- What is being asked
Every line of the records below from the line with "EXCLUDED_VIDEO_CODECS.contains(&codec.as_str())" up to and including the line with "#[derive(Debug, Clone, Default, Serialize)]" must be reproduced exactly, and no line outside that range.

- Data to process
// Domain models - Core types and data structures

use std::fmt;
use std::sync::LazyLock;

use regex::Regex;
use serde::Serialize;

use crate::domain::errors::DomainError;
use crate::language::LanguageCode;

/// Codecs that ffprobe reports as video but which only carry cover art or
/// thumbnails. They are never mapped as video tracks.
pub const EXCLUDED_VIDEO_CODECS: &[&str] = &["mjpeg", "mjpg", "png"];

/// Video codecs that count as already converted for an H.265 target
pub const H265_CODECS: &[&str] = &["hevc", "vp9"];

static COMMENTARY_TITLE: LazyLock<Regex> = LazyLock::new(|| {
    Regex::new(r"(?i)commentary|sdh|description").expect("commentary pattern is valid")
});

/// Kind of elementary stream
#[derive(Debug, Clone, Copy, PartialEq, Eq, Serialize)]
#[serde(rename_all = "lowercase")]
pub enum CodecType {
    Video,
    Audio,
    Subtitle,
    Other,
}

impl CodecType {
    /// Map ffprobe's `codec_type` string
    pub fn from_ffprobe(value: &str) -> Self {
        match value.to_ascii_lowercase().as_str() {
            "video" => CodecType::Video,
            "audio" => CodecType::Audio,
            "subtitle" => CodecType::Subtitle,
            _ => CodecType::Other,
        }
    }

    pub fn as_str(&self) -> &'static str {
        match self {
            CodecType::Video => "video",
            CodecType::Audio => "audio",
            CodecType::Subtitle => "subtitle",
            CodecType::Other => "other",
        }
    }
}

impl fmt::Display for CodecType {
    fn fmt(&self, f: &mut fmt::Formatter<'_>) -> fmt::Result {
        f.write_str(self.as_str())
    }
}

/// Audio channel layouts relevant to downmixing
#[derive(Debug, Clone, Copy, PartialEq, Eq, Serialize)]
pub enum ChannelLayout {
    Mono,
    Stereo,
    Surround5_1,
    Surround7_1,
}

impl ChannelLayout {
    /// Derive a layout from a raw channel count.
    ///
    /// Five channels are treated as 5.1 and seven as 7.1; any other
    /// unmapped count has no layout.
    pub fn from_channels(channels: u32) -> Option<Self> {
        match channels {
            1 => Some(ChannelLayout::Mono),
            2 => Some(ChannelLayout::Stereo),
            5 | 6 => Some(ChannelLayout::Surround5_1),
            7 | 8 => Some(ChannelLayout::Surround7_1),
            _ => None,
        }
    }

    /// Nominal channel count of the layout
    pub fn channel_count(&self) -> u32 {
        match self {
            ChannelLayout::Mono => 1,
            ChannelLayout::Stereo => 2,
            ChannelLayout::Surround5_1 => 6,
            ChannelLayout::Surround7_1 => 8,
        }
    }
}

/// One elementary stream as reported by ffprobe
#[derive(Debug, Clone, PartialEq, Serialize)]
pub struct Stream {
    /// Position in the container, used verbatim in `-map 0:<index>`
    pub index: usize,
    pub codec_type: CodecType,
    pub codec_name: String,
    pub language: Option<String>,
    pub title: Option<String>,
    pub channels: Option<u32>,
    pub channel_layout: Option<ChannelLayout>,
    /// ffprobe's own layout name, e.g. "5.1(side)"
    pub layout_name: Option<String>,
    pub width: Option<u32>,
    pub height: Option<u32>,
    pub duration: Option<f64>,
    pub bitrate_bits: Option<u64>,
}

impl Stream {
    /// Create a stream with only the identifying fields set
    pub fn new(index: usize, codec_type: CodecType, codec_name: impl Into<String>) -> Self {
        Self {
            index,
            codec_type,
            codec_name: codec_name.into(),
            language: None,
            title: None,
            channels: None,
            channel_layout: None,
            layout_name: None,
            width: None,
            height: None,
            duration: None,
            bitrate_bits: None,
        }
    }

    pub fn with_language(mut self, language: impl Into<String>) -> Self {
        self.language = Some(language.into());
        self
    }

    pub fn with_title(mut self, title: impl Into<String>) -> Self {
        self.title = Some(title.into());
        self
    }

    pub fn with_channels(mut self, channels: u32) -> Self {
        self.channels = Some(channels);
        self.channel_layout = ChannelLayout::from_channels(channels);
        self
    }

    pub fn with_dimensions(mut self, width: u32, height: u32) -> Self {
        self.width = Some(width);
        self.height = Some(height);
        self
    }

    /// Language tag, treating an empty tag as absent
    pub fn language_tag(&self) -> Option<&str> {
        self.language.as_deref().filter(|lang| !lang.trim().is_empty())
    }

    /// Whether the stream is explicitly tagged as undetermined
    pub fn is_undetermined(&self) -> bool {
        self.language_tag()
            .is_some_and(|lang| lang.trim().eq_ignore_ascii_case("und"))
    }

    /// Parsed language tag, if it is a valid ISO-639 code
    pub fn language_code(&self) -> Option<LanguageCode> {
        self.language_tag().and_then(LanguageCode::parse)
    }

    /// Whether the title marks a commentary, SDH or audio-description track
    pub fn is_commentary(&self) -> bool {
        self.title
            .as_deref()
            .is_some_and(|title| COMMENTARY_TITLE.is_match(title))
    }

    /// Whether the codec is a cover-art/thumbnail codec
    pub fn is_excluded_video(&self) -> bool {
        let codec = self.codec_name.to_ascii_lowercase();
        EXCLUDED_VIDEO_CODECS.contains(&codec.as_str())
    }

    /// A video stream that is an actual playable track
    pub fn is_playable_video(&self) -> bool {
        self.codec_type == CodecType::Video && !self.is_excluded_video()
    }
}

/// Snapshot of one ffprobe invocation
#[derive(Debug, Clone, Default, Serialize)]
pub struct ProbeResult {
    /// Container title, ffprobe filename, or file stem, in that order
    pub name: String,
    pub streams: Vec<Stream>,
    pub duration_seconds: Option<f64>,
    pub size_bytes: Option<u64>,
    pub format_name: Option<String>,
    pub title: Option<String>,
    /// The unmodified ffprobe document
    #[serde(skip)]
    pub raw: serde_json::Value,
}

impl ProbeResult {
    /// Streams of one kind, in probe order
    pub fn streams_of(&self, codec_type: CodecType) -> Vec<Stream> {
        self.streams
            .iter()
            .filter(|s| s.codec_type == codec_type)
            .cloned()
            .collect()
    }

    pub fn video_streams(&self) -> Vec<Stream> {
        self.streams_of(CodecType::Video)
    }

    pub fn audio_streams(&self) -> Vec<Stream> {
        self.streams_of(CodecType::Audio)
    }

    pub fn subtitle_streams(&self) -> Vec<Stream> {
        self.streams_of(CodecType::Subtitle)
    }

    /// Video streams excluding cover art
    pub fn playable_video_streams(&self) -> Vec<Stream> {
        self.streams
            .iter()
            .filter(|s| s.is_playable_video())
            .cloned()
            .collect()
    }

    /// First playable video stream
    pub fn primary_video_stream(&self) -> Option<&Stream> {
        self.streams.iter().find(|s| s.is_playable_video())
    }

    /// Container duration, falling back to the first playable video stream
    pub fn effective_duration(&self) -> Option<f64> {
        self.duration_seconds
            .filter(|d| *d > 0.0)
            .or_else(|| {
                self.primary_video_stream()
                    .and_then(|s| s.duration)
                    .filter(|d| *d > 0.0)
            })
    }
}

/// Target video codec for the conversion stage
#[derive(Debug, Clone, Copy, PartialEq, Eq, Serialize)]
pub enum TargetCodec {
    H265,
    Vp9,
}

impl TargetCodec {
    /// Resolve the two mutually exclusive codec flags
    pub fn from_flags(h265: bool, vp9: bool) -> Result<Option<Self>, DomainError> {
        match (h265, vp9) {
            (true, true) => Err(DomainError::ConflictingCodecs),
            (true, false) => Ok(Some(TargetCodec::H265)),
            (false, true) => Ok(Some(TargetCodec::Vp9)),
            (false, false) => Ok(None),
        }
    }

    /// Whether a stream in `codec_name` needs no conversion for this target
    pub fn is_satisfied_by(&self, codec_name: &str) -> bool {
        let codec = codec_name.to_ascii_lowercase();
        match self {
            TargetCodec::H265 => H265_CODECS.contains(&codec.as_str()),
            TargetCodec::Vp9 => codec == "vp9",
        }
    }
}

/// User intents for one invocation of the clean pipeline.
///
/// Built once from config and CLI flags and passed by reference into every
/// policy function; nothing mutates it afterwards.
#[derive(Debug, Clone, PartialEq, Serialize)]
pub struct SelectionConfig {
    /// Ordered, de-duplicated languages to keep
    pub keep_languages: Vec<LanguageCode>,
    pub drop_original_audio: bool,
    pub keep_commentary: bool,
    pub downmix_stereo: bool,
    pub keep_all_subtitles: bool,
    pub keep_local_subtitles: bool,
    pub subs_drop_local: bool,
    pub force: bool,
    pub target_codec: Option<TargetCodec>,
    pub scale_to_1080p: bool,
}

impl Default for SelectionConfig {
    fn default() -> Self {
        Self {
            keep_languages: LanguageCode::parse("eng").into_iter().collect(),
            drop_original_audio: false,
            keep_commentary: false,
            downmix_stereo: false,
            keep_all_subtitles: false,
            keep_local_subtitles: false,
            subs_drop_local: false,
            force: false,
            target_codec: None,
            scale_to_1080p: false,
        }
    }
}

impl SelectionConfig {
    /// Parse a list of language codes, keeping first-seen order
    pub fn parse_languages<S: AsRef<str>>(codes: &[S]) -> Result<Vec<LanguageCode>, DomainError> {
        let mut languages: Vec<LanguageCode> = Vec::new();
        for code in codes {
            let code = code.as_ref().trim();
            if code.is_empty() {
                continue;
            }
            let parsed = LanguageCode::parse(code).ok_or_else(|| {
                DomainError::BadArgs(format!("'{}' is not an ISO-639 language code", code))
            })?;
            if !languages.contains(&parsed) {
                languages.push(parsed);
            }
        }
        Ok(languages)
    }

    /// Whether the stream language should count as a kept language
    pub fn keeps_language(&self, code: &LanguageCode) -> bool {
        self.keep_languages.contains(code)
    }

    /// Whether any stage needs the original language
    pub fn needs_original_language(&self) -> bool {
        !self.drop_original_audio || !self.subs_drop_local
    }
}

/// Wall-clock position or length in `HH:MM:SS` form
#[derive(Debug, Clone, Copy, PartialEq, Eq, PartialOrd, Ord)]
pub struct ClockTime {
    pub hours: u32,
    pub minutes: u32,
    pub seconds: u32,
}

impl ClockTime {
    /// Parse exactly `HH:MM:SS` with two digits per field
    pub fn parse(value: &str) -> Result<Self, DomainError> {
        let bad = || DomainError::BadArgs(format!("'{}' must be in format HH:MM:SS", value));

        let parts: Vec<&str> = value.split(':').collect();
        if parts.len() != 3
            || parts
                .iter()
                .any(|p| p.len() != 2 || !p.chars().all(|c| c.is_ascii_digit()))
        {
            return Err(bad());
        }

        let hours = parts[0].parse::<u32>().map_err(|_| bad())?;
        let minutes = parts[1].parse::<u32>().map_err(|_| bad())?;
        let seconds = parts[2].parse::<u32>().map_err(|_| bad())?;

        if minutes >= 60 || seconds >= 60 {
            return Err(bad());
        }

        Ok(Self {
            hours,
            minutes,
            seconds,
        })
    }

    pub fn as_seconds(&self) -> u64 {
        u64::from(self.hours) * 3600 + u64::from(self.minutes) * 60 + u64::from(self.seconds)
    }
}

impl fmt::Display for ClockTime {
    fn fmt(&self, f: &mut fmt::Formatter<'_>) -> fmt::Result {
        write!(f, "{:02}:{:02}:{:02}", self.hours, self.minutes, self.seconds)
    }
}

- Response area
        EXCLUDED_VIDEO_CODECS.contains(&codec.as_str())
    }

    /// A video stream that is an actual playable track
    pub fn is_playable_video(&self) -> bool {
        self.codec_type == CodecType::Video && !self.is_excluded_video()
    }
}

/// Snapshot of one ffprobe invocation
#[derive(Debug, Clone, Default, Serialize)]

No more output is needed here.